Пусть гибнут наши села, пусть гибнем мы, раны освобожденной родины моей заживут снова… Лишь на пажитях, упитанных кровью и слезами, растут и зреют те высокие духовные плоды, без которых жизнь народов была бы презренною жизнью робкого стада. Прощай, меня зовут!

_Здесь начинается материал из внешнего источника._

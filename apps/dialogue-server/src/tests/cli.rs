// Unit tests for command line parsing

use crate::cli::Cli;

use std::path::PathBuf;

use clap::{CommandFactory, Parser};
use log::LevelFilter;
use serial_test::serial;

/// **VALUE**: Verifies the clap definition is internally consistent.
///
/// **BUG THIS CATCHES**: Would catch duplicate flags or invalid attributes,
/// which clap only reports at runtime.
#[test]
fn given_cli_definition_when_checked_then_valid() {
    Cli::command().debug_assert();
}

/// **VALUE**: Verifies that every flag parses into its field.
///
/// **BUG THIS CATCHES**: Would catch renamed flags breaking existing launchers.
#[test]
#[serial]
fn given_all_flags_when_parsed_then_fields_populated() {
    let cli = Cli::try_parse_from([
        "dialogue-server",
        "--auth-pipe",
        "dialogue-auth",
        "--config-dir",
        "/tmp/dialogue-config",
        "--port",
        "26000",
        "--log-dir",
        "/tmp/dialogue-logs",
        "--log-level",
        "trace",
    ])
    .unwrap();

    assert_eq!(cli.auth_pipe.as_deref(), Some("dialogue-auth"));
    assert_eq!(cli.config_dir, Some(PathBuf::from("/tmp/dialogue-config")));
    assert_eq!(cli.port, Some(26000));
    assert_eq!(cli.log_dir, Some(PathBuf::from("/tmp/dialogue-logs")));
    assert_eq!(cli.log_level, Some(LevelFilter::Trace));
}

/// **VALUE**: Verifies that all options are optional.
///
/// **WHY THIS MATTERS**: Running with no arguments starts an unauthenticated
/// server with defaults.
#[test]
#[serial]
fn given_no_flags_when_parsed_then_all_none() {
    let cli = Cli::try_parse_from(["dialogue-server"]).unwrap();

    assert!(cli.auth_pipe.is_none());
    assert!(cli.port.is_none());
}

/// **VALUE**: Verifies that invalid values are rejected at parse time.
#[test]
fn given_invalid_values_when_parsed_then_error() {
    assert!(Cli::try_parse_from(["dialogue-server", "--port", "70000"]).is_err());
    assert!(Cli::try_parse_from(["dialogue-server", "--log-level", "loud"]).is_err());
}
pub mod auth;
pub mod config;
pub mod engine;
pub mod protocol;
pub mod server;

pub use auth::AuthError;
pub use config::ConfigError;
pub use engine::EngineError;
pub use protocol::ProtocolError;
pub use server::ServerError;

use thiserror::Error;

#[derive(Debug, Error)]
pub enum CoreError {
    #[error(transparent)]
    Server(#[from] ServerError),

    #[error(transparent)]
    Auth(#[from] AuthError),

    #[error(transparent)]
    Engine(#[from] EngineError),

    #[error(transparent)]
    Protocol(#[from] ProtocolError),

    #[error(transparent)]
    Config(#[from] ConfigError),
}
mod redacted_secret;
mod startup;
mod auth;
mod concurrency;
mod helpers;
mod lifecycle;
mod server;
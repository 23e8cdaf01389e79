//! Shared-secret wrapper with redacted Debug/Display output.

use crate::{ErrorLocation, RedactError};

use std::fmt;
use std::panic::Location;

use serde::ser::Error;
use zeroize::Zeroize;

/// A secret handed over by a trusted local peer.
///
/// The value never shows up in logs, refuses to serialize, and is wiped from
/// memory when dropped.
#[derive(Clone)]
pub struct RedactedSecret {
    inner: String,
}

impl RedactedSecret {
    pub fn new(secret: String) -> Self {
        Self { inner: secret }
    }

    /// Raw secret value.
    ///
    /// The server never reads it back (envelope tokens are not verified); it
    /// is the only way for a holder to hand the secret on, e.g. a client
    /// answering the same peer, and for asserting what the peer delivered.
    ///
    /// # Security Note
    /// Never log or format the returned value.
    #[inline]
    pub fn expose(&self) -> &str {
        &self.inner
    }

    /// Secret length (safe to log).
    #[inline]
    pub fn len(&self) -> usize {
        self.inner.len()
    }

    #[inline]
    pub fn is_empty(&self) -> bool {
        self.inner.is_empty()
    }
}

impl fmt::Debug for RedactedSecret {
    fn fmt(&self, f: &mut fmt::Formatter<'_>) -> fmt::Result {
        write!(f, "RedactedSecret([REDACTED])")
    }
}

impl fmt::Display for RedactedSecret {
    fn fmt(&self, f: &mut fmt::Formatter<'_>) -> fmt::Result {
        write!(f, "[REDACTED SECRET]")
    }
}

impl Drop for RedactedSecret {
    fn drop(&mut self) {
        self.inner.zeroize();
    }
}

impl serde::Serialize for RedactedSecret {
    fn serialize<S>(&self, _serializer: S) -> Result<S::Ok, S::Error>
    where
        S: serde::Serializer,
    {
        Err(S::Error::custom(RedactError::Serialization {
            message: String::from("RedactedSecret cannot be serialized"),
            location: ErrorLocation::from(Location::caller()),
        }))
    }
}
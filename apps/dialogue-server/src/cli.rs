use std::path::PathBuf;

use clap::Parser;
use log::LevelFilter;

/// Local dialogue server.
///
/// Every option can also be set through its environment variable or a `.env`
/// file in the working directory.
#[derive(Debug, Parser)]
#[command(name = "dialogue-server", version)]
pub struct Cli {
    /// Auth channel to fetch the shared secret from (Unix socket path or
    /// Windows pipe name). Authentication is disabled without it.
    #[arg(long, env = "DIALOGUE_AUTH_PIPE")]
    pub auth_pipe: Option<String>,

    /// Directory holding config.json.
    #[arg(long, env = "DIALOGUE_CONFIG_DIR")]
    pub config_dir: Option<PathBuf>,

    /// Listener port, overrides the config file.
    #[arg(long, env = "DIALOGUE_PORT")]
    pub port: Option<u16>,

    /// Directory for dialogue-server.log.
    #[arg(long, env = "DIALOGUE_LOG_DIR")]
    pub log_dir: Option<PathBuf>,

    /// Log level (off, error, warn, info, debug, trace).
    #[arg(long, env = "DIALOGUE_LOG_LEVEL")]
    pub log_level: Option<LevelFilter>,
}
// Unit tests for ServerConfig load/save/validate

use crate::config::{MAX_READ_BUFFER_SIZE, ServerConfig};
use crate::error::config::ConfigError;

use std::time::Duration;

use tempfile::TempDir;

/// **VALUE**: Verifies that a missing config file yields defaults.
///
/// **WHY THIS MATTERS**: First start on a machine has no config file; the server
/// must still come up on the well-known port.
///
/// **BUG THIS CATCHES**: Would catch `load()` erroring on a missing file.
#[test]
fn given_missing_file_when_loaded_then_defaults() {
    // GIVEN: An empty config directory
    let dir = TempDir::new().unwrap();

    // WHEN: Loading
    let config = ServerConfig::load(dir.path()).unwrap();

    // THEN: Defaults are returned
    assert_eq!(config, ServerConfig::default());
    assert_eq!(config.bind_address(), "127.0.0.1:25001");
    assert_eq!(config.read_buffer_size, 1024);
    assert_eq!(config.read_timeout(), None);
}

/// **VALUE**: Verifies that save + load keeps every field.
///
/// **WHY THIS MATTERS**: Operators tune the port and timeouts through this file.
///
/// **BUG THIS CATCHES**: Would catch a field missing its serde attribute and
/// silently resetting to the default.
#[test]
fn given_saved_config_when_loaded_then_values_kept() {
    // GIVEN: A customized config saved to disk
    let dir = TempDir::new().unwrap();
    let config = ServerConfig {
        port: 31337,
        read_timeout_ms: Some(250),
        auth_channel_timeout_ms: 900,
        ..ServerConfig::default()
    };
    config.save(dir.path()).unwrap();

    // WHEN: Loading it back
    let loaded = ServerConfig::load(dir.path()).unwrap();

    // THEN: Values survive and no temp file is left behind
    assert_eq!(loaded, config);
    assert_eq!(loaded.read_timeout(), Some(Duration::from_millis(250)));
    assert_eq!(loaded.auth_channel_timeout(), Duration::from_millis(900));
    assert!(!dir.path().join("config.json.tmp").exists());
}

/// **VALUE**: Verifies that partial files are completed with defaults.
///
/// **BUG THIS CATCHES**: Would catch missing `#[serde(default)]` attributes.
#[test]
fn given_partial_file_when_loaded_then_missing_fields_defaulted() {
    let dir = TempDir::new().unwrap();
    std::fs::write(dir.path().join("config.json"), r#"{ "port": 4000 }"#).unwrap();

    let config = ServerConfig::load(dir.path()).unwrap();

    assert_eq!(config.port, 4000);
    assert_eq!(config.host, "127.0.0.1");
    assert_eq!(config.listen_backlog, 5);
}

/// **VALUE**: Verifies that a corrupt file is reported, not silently replaced.
///
/// **BUG THIS CATCHES**: Would catch `load()` swallowing parse errors.
#[test]
fn given_corrupt_file_when_loaded_then_parse_error() {
    let dir = TempDir::new().unwrap();
    std::fs::write(dir.path().join("config.json"), "{ not json").unwrap();

    let result = ServerConfig::load(dir.path());

    assert!(matches!(result, Err(ConfigError::ParseError { .. })));
}

/// **VALUE**: Verifies that valid JSON of the wrong shape is rejected.
///
/// **WHY THIS MATTERS**: Every field has a default, so a top-level array or
/// scalar would otherwise load as the default config and hide the mistake.
///
/// **BUG THIS CATCHES**: Would catch `[]` or `42` starting the server on the
/// default port instead of failing with a parse error.
#[test]
fn given_non_object_json_when_loaded_then_parse_error() {
    for contents in ["[]", "[1, 2]", "42", "null"] {
        let dir = TempDir::new().unwrap();
        std::fs::write(dir.path().join("config.json"), contents).unwrap();

        let result = ServerConfig::load(dir.path());

        assert!(
            matches!(result, Err(ConfigError::ParseError { .. })),
            "{contents} should not load"
        );
    }
}

/// **VALUE**: Verifies that the server refuses to bind a routable interface.
///
/// **WHY THIS MATTERS**: Authentication is fail-open; exposing the port beyond
/// localhost would expose the engine to the network.
///
/// **BUG THIS CATCHES**: Would catch a missing loopback check.
#[test]
fn given_non_loopback_host_when_validated_then_rejected() {
    let config = ServerConfig {
        host: String::from("0.0.0.0"),
        ..ServerConfig::default()
    };

    assert!(matches!(
        config.validate(),
        Err(ConfigError::ValidationError { .. })
    ));
}

/// **VALUE**: Verifies bounds on numeric settings.
///
/// **BUG THIS CATCHES**: Would catch a zero-sized read buffer (every read would
/// look like a disconnect) or a zero timeout (a busy retry loop).
#[test]
fn given_out_of_range_values_when_validated_then_rejected() {
    let invalid = [
        ServerConfig {
            read_buffer_size: 0,
            ..ServerConfig::default()
        },
        ServerConfig {
            read_buffer_size: MAX_READ_BUFFER_SIZE + 1,
            ..ServerConfig::default()
        },
        ServerConfig {
            read_timeout_ms: Some(0),
            ..ServerConfig::default()
        },
        ServerConfig {
            listen_backlog: 0,
            ..ServerConfig::default()
        },
        ServerConfig {
            version: 0,
            ..ServerConfig::default()
        },
    ];

    for config in invalid {
        assert!(config.validate().is_err(), "Expected {config:?} to be rejected");
    }
}

/// **VALUE**: Verifies IPv6 loopback formatting.
///
/// **BUG THIS CATCHES**: Would catch `::1:25001`, which does not parse as a socket address.
#[test]
fn given_ipv6_loopback_when_formatted_then_bracketed() {
    let config = ServerConfig {
        host: String::from("::1"),
        ..ServerConfig::default()
    };

    assert!(config.validate().is_ok());
    assert_eq!(config.bind_address(), "[::1]:25001");
}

Я верю, что буду жив, и письмо это не будет последним.
Твой H-с.
Октябрь, Сфакия.
Два слова, друг мой! Холод становится нестерпим. Одеты мы, ты знаешь, не по-русски. Битва при Вафе проиграна. Наших было 500 человек. Турок пять тысяч. Мано, один из лучших наших афинских вождей, ранен и взят в плен; слышно, что турки хотят расстрелять его. Женщины наши и дети толпами бегут из сел к берегам ждать русских судов, на которых их хотят везти в Афины и Сиру. Я видел их. Это уже не те почтенные, опрятные старушки, не те милые, нарядные критские девушки, о которых я писал тебе когда-то… Теперь все взоры, все мысли этой толпы, изможденной усталостью, нуждой и страхом, приковали их к морю. И что за восторг, что за безумие, когда покажется ваш флаг!